Mañana. Mañana el volcán de La Palma se habrá tragado más casas, mañana llorarán mujeres y hombres, hechos y derechos, porque han perdido todo en la vida. Hoy dos ancianos que viven en una barca y ellos, con 90 años, también esperan a mañana, pero con la ilusión de volver al silencio de su isla, y no tener que taparse los oídos por el bramido de una montaña que habían creído amiga. Voy a volver a empezar. He llevado los tres relojes a que me pongan pilas, voy a fijarme sin indolencia en la hora que pongo para despertarme mañana. Oiré las noticias en TV, en radio, y leeré el periódico. No hablaré de simplezas como lo estoy haciendo ahora, pondré sello a dos cartas que no acabo de terminar, iré a correos para que lleguen antes, leeré un libro que me está costando mucho, seguiré escribiendo un relato que continuamente encuentro disculpas para no seguir, iré al supermercado pronto y ahora me voy a dormir con un poquito menos de remordimiento.
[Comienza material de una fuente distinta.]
#[cfg(test)]
#[allow(
    clippy::unwrap_used,
    clippy::expect_used,
    clippy::indexing_slicing,
    clippy::get_unwrap
)]
mod tests {
    use super::*;
    use crate::crd::{
        EksConfigTemplate, EksConfigTemplateSpec, FileSource, NtpSpec, PauseContainer,
        SecretFileSource, User,
    };
    use k8s_openapi::apimachinery::pkg::apis::meta::v1::ObjectMeta;

    fn create_resource(spec: EksConfigSpec) -> EksConfigTemplate {
        let mut template_spec = EksConfigTemplateSpec::default();
        template_spec.template.spec = spec;
        EksConfigTemplate {
            metadata: ObjectMeta {
                name: Some("workers".to_string()),
                namespace: Some("default".to_string()),
                ..Default::default()
            },
            spec: template_spec,
        }
    }

    fn inline_file(path: &str) -> File {
        File {
            path: path.to_string(),
            content: Some("data".to_string()),
            ..Default::default()
        }
    }

    fn check(spec: EksConfigSpec) -> ValidationResult {
        let resource = create_resource(spec);
        validate(&ValidationContext::create(&resource))
    }

    fn denial_message(spec: EksConfigSpec) -> String {
        check(spec).unwrap_err().message()
    }

    #[test]
    fn test_empty_spec_is_valid() {
        assert!(check(EksConfigSpec::default()).is_ok());
    }

    #[test]
    fn test_fully_populated_spec_is_valid() {
        let spec = EksConfigSpec {
            kubelet_extra_args: [("max-pods".to_string(), "58".to_string())].into(),
            container_runtime: Some("containerd".to_string()),
            dns_cluster_ip: Some("10.100.0.10".to_string()),
            docker_config_json: Some(r#"{"log-driver":"json-file"}"#.to_string()),
            api_retry_attempts: Some(3),
            pause_container: Some(PauseContainer {
                account_number: "602401143452".to_string(),
                version: "3.9".to_string(),
                ..Default::default()
            }),
            use_max_pods: Some(false),
            service_ipv6_cidr: Some("fd00::/108".to_string()),
            pre_bootstrap_commands: vec!["echo pre".to_string()],
            post_bootstrap_commands: vec!["echo post".to_string()],
            files: vec![
                inline_file("/etc/motd"),
                File {
                    path: "/etc/secret".to_string(),
                    permissions: Some("0600".to_string()),
                    content_from: Some(FileSource {
                        secret: SecretFileSource {
                            name: "node-secret".to_string(),
                            key: "value".to_string(),
                            ..Default::default()
                        },
                        ..Default::default()
                    }),
                    ..Default::default()
                },
            ],
            ntp: Some(NtpSpec {
                enabled: Some(true),
                servers: vec!["169.254.169.123".to_string()],
                ..Default::default()
            }),
            users: vec![User {
                name: "ops".to_string(),
                ..Default::default()
            }],
            ..Default::default()
        };
        assert!(check(spec).is_ok());
    }

    #[test]
    fn test_invalid_dns_cluster_ip() {
        let spec = EksConfigSpec {
            dns_cluster_ip: Some("10.100.0".to_string()),
            ..Default::default()
        };
        let message = denial_message(spec);
        assert!(message.contains("spec.template.spec.dnsClusterIP"));
        assert!(message.contains("must be a valid IP address"));
    }

    #[test]
    fn test_ipv6_dns_cluster_ip_allowed() {
        let spec = EksConfigSpec {
            dns_cluster_ip: Some("fd00::a".to_string()),
            ..Default::default()
        };
        assert!(check(spec).is_ok());
    }

    #[test]
    fn test_invalid_service_ipv6_cidr() {
        for cidr in ["10.0.0.0/16", "fd00::", "fd00::/129", "fd00::/x"] {
            let spec = EksConfigSpec {
                service_ipv6_cidr: Some(cidr.to_string()),
                ..Default::default()
            };
            assert!(
                denial_message(spec).contains("serviceIPV6Cidr"),
                "expected {cidr} to be rejected"
            );
        }
    }

    #[test]
    fn test_docker_config_must_be_object() {
        let spec = EksConfigSpec {
            docker_config_json: Some("[1, 2]".to_string()),
            ..Default::default()
        };
        assert!(denial_message(spec).contains("dockerConfigJson"));
    }

    #[test]
    fn test_negative_retry_attempts() {
        let spec = EksConfigSpec {
            api_retry_attempts: Some(-1),
            ..Default::default()
        };
        assert!(denial_message(spec).contains("apiRetryAttempts"));
    }

    #[test]
    fn test_pause_container_requires_fields() {
        let spec = EksConfigSpec {
            pause_container: Some(PauseContainer::default()),
            ..Default::default()
        };
        let message = denial_message(spec);
        assert!(message.contains("pauseContainer.accountNumber: Required value"));
        assert!(message.contains("pauseContainer.version: Required value"));
    }

    #[test]
    fn test_file_path_required() {
        let spec = EksConfigSpec {
            files: vec![inline_file("")],
            ..Default::default()
        };
        assert!(denial_message(spec).contains("files[0].path: Required value"));
    }

    #[test]
    fn test_file_path_must_be_absolute() {
        let spec = EksConfigSpec {
            files: vec![inline_file("etc/motd")],
            ..Default::default()
        };
        assert!(denial_message(spec).contains("must be an absolute path"));
    }

    #[test]
    fn test_duplicate_file_paths() {
        let spec = EksConfigSpec {
            files: vec![inline_file("/etc/motd"), inline_file("/etc/motd")],
            ..Default::default()
        };
        assert!(denial_message(spec).contains("files[1].path: Duplicate value: \"/etc/motd\""));
    }

    #[test]
    fn test_file_requires_one_content_source() {
        let missing = EksConfigSpec {
            files: vec![File {
                path: "/etc/a".to_string(),
                ..Default::default()
            }],
            ..Default::default()
        };
        assert!(denial_message(missing).contains("files[0].content: Required value"));

        let both = EksConfigSpec {
            files: vec![File {
                path: "/etc/a".to_string(),
                content: Some("x".to_string()),
                content_from: Some(FileSource {
                    secret: SecretFileSource {
                        name: "s".to_string(),
                        key: "k".to_string(),
                        ..Default::default()
                    },
                    ..Default::default()
                }),
                ..Default::default()
            }],
            ..Default::default()
        };
        assert!(denial_message(both).contains("Forbidden"));
    }

    #[test]
    fn test_secret_source_requires_name_and_key() {
        let spec = EksConfigSpec {
            files: vec![File {
                path: "/etc/a".to_string(),
                content_from: Some(FileSource::default()),
                ..Default::default()
            }],
            ..Default::default()
        };
        let message = denial_message(spec);
        assert!(message.contains("contentFrom.secret.name: Required value"));
        assert!(message.contains("contentFrom.secret.key: Required value"));
    }

    #[test]
    fn test_invalid_permissions() {
        for permissions in ["644x", "999", "12", "07777"] {
            let mut file = inline_file("/etc/a");
            file.permissions = Some(permissions.to_string());
            let spec = EksConfigSpec {
                files: vec![file],
                ..Default::default()
            };
            assert!(
                denial_message(spec).contains("permissions"),
                "expected {permissions} to be rejected"
            );
        }
    }

    #[test]
    fn test_duplicate_and_missing_user_names() {
        let spec = EksConfigSpec {
            users: vec![
                User {
                    name: "ops".to_string(),
                    ..Default::default()
                },
                User {
                    name: "ops".to_string(),
                    ..Default::default()
                },
                User::default(),
            ],
            ..Default::default()
        };
        let message = denial_message(spec);
        assert!(message.contains("users[1].name: Duplicate value"));
        assert!(message.contains("users[2].name: Required value"));
    }

    #[test]
    fn test_empty_commands_and_ntp_servers() {
        let spec = EksConfigSpec {
            pre_bootstrap_commands: vec![" ".to_string()],
            post_bootstrap_commands: vec!["ok".to_string(), String::new()],
            ntp: Some(NtpSpec {
                enabled: None,
                servers: vec![String::new()],
                ..Default::default()
            }),
            ..Default::default()
        };
        let message = denial_message(spec);
        assert!(message.contains("preBootstrapCommands[0]"));
        assert!(message.contains("postBootstrapCommands[1]"));
        assert!(message.contains("ntp.servers[0]"));
    }

    #[test]
    fn test_all_errors_reported_together() {
        let spec = EksConfigSpec {
            dns_cluster_ip: Some("nope".to_string()),
            api_retry_attempts: Some(-5),
            files: vec![inline_file("relative")],
            ..Default::default()
        };
        let message = denial_message(spec);
        assert!(message.contains("is invalid: ["));
        assert!(message.contains("dnsClusterIP"));
        assert!(message.contains("apiRetryAttempts"));
        assert!(message.contains("files[0].path"));
    }

    #[test]
    fn test_template_label_keys() {
        let mut resource = create_resource(EksConfigSpec::default());
        let labels = &mut resource.spec.template.metadata.labels;
        labels.insert("pool".to_string(), "general".to_string());
        labels.insert("node.cluster.x-k8s.io/role".to_string(), "worker".to_string());
        assert!(validate(&ValidationContext::create(&resource)).is_ok());

        resource
            .spec
            .template
            .metadata
            .labels
            .insert("Bad Prefix/name".to_string(), "v".to_string());
        let message = validate(&ValidationContext::create(&resource))
            .unwrap_err()
            .message();
        assert!(message.contains("spec.template.metadata.labels"));
        assert!(message.contains("prefix part"));
    }

    #[test]
    fn test_template_label_value() {
        let mut resource = create_resource(EksConfigSpec::default());
        resource
            .spec
            .template
            .metadata
            .labels
            .insert("pool".to_string(), "-general".to_string());
        let message = validate(&ValidationContext::create(&resource))
            .unwrap_err()
            .message();
        assert!(message.contains("spec.template.metadata.labels[pool]"));
    }

    #[test]
    fn test_template_annotation_keys() {
        let mut resource = create_resource(EksConfigSpec::default());
        let annotations = &mut resource.spec.template.metadata.annotations;
        annotations.insert("example.com/owner".to_string(), "any value at all".to_string());
        assert!(validate(&ValidationContext::create(&resource)).is_ok());

        let annotations = &mut resource.spec.template.metadata.annotations;
        annotations.insert("bad key".to_string(), String::new());
        annotations.insert("-leading".to_string(), String::new());
        let message = validate(&ValidationContext::create(&resource))
            .unwrap_err()
            .message();
        assert_eq!(message.matches("spec.template.metadata.annotations").count(), 2);
    }

    #[test]
    fn test_qualified_name_rules() {
        assert!(qualified_name_error("app").is_none());
        assert!(qualified_name_error("example.com/app.v1").is_none());
        assert!(qualified_name_error("").is_some());
        assert!(qualified_name_error("/app").is_some());
        assert!(qualified_name_error("example.com/").is_some());
        assert!(qualified_name_error("-app").is_some());
        assert!(qualified_name_error(&"a".repeat(64)).is_some());
    }
}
Hoy, cumplido, casi dignamente, mi programa del día, he tenido el placer de la visita de dos nietos y, mi amiga Carmen, me ha contado algo insólito. Carmen es rumana y profesora de pilates. Su madre estuvo una vez en Sevilla y le pareció tan preciosa que pensó que a su hija le pondría Carmen. Un nombre que oía en muchos sitios de la ciudad. Hablamos de su país, de lo cara que es allí la vida, de la situación política y de su familia. Me cuenta que su abuelo se fue este verano. Le pregunto por su enfermedad y me dice que estaba sano. «Se dejó morir». Tenía 96 años, su mujer había fallecido hacía veinte y él no quería seguir en el mundo. Para irse no comió –ni dejó que nadie le llevara alimentos– ni bebió hasta que lo encontraron muerto. Le he dicho admirada: «¡qué valiente!». Mueve la cabeza asintiendo. «Sí era muy tozudo y no quiso que sus hijos le llevaran comida. Como le conocían, dejaron que cumpliera su deseo».
Sin palabras.
Me he acordado de una frase de Antonio Machado muy sorpresiva: «La muerte es algo que no debemos temer, mientras somos, la muerte no es, y cuando la muerte es, no somos».
Si usted ha llegado hasta el final del artículo, piense que estoy avergonzada de la primera parte de estas líneas.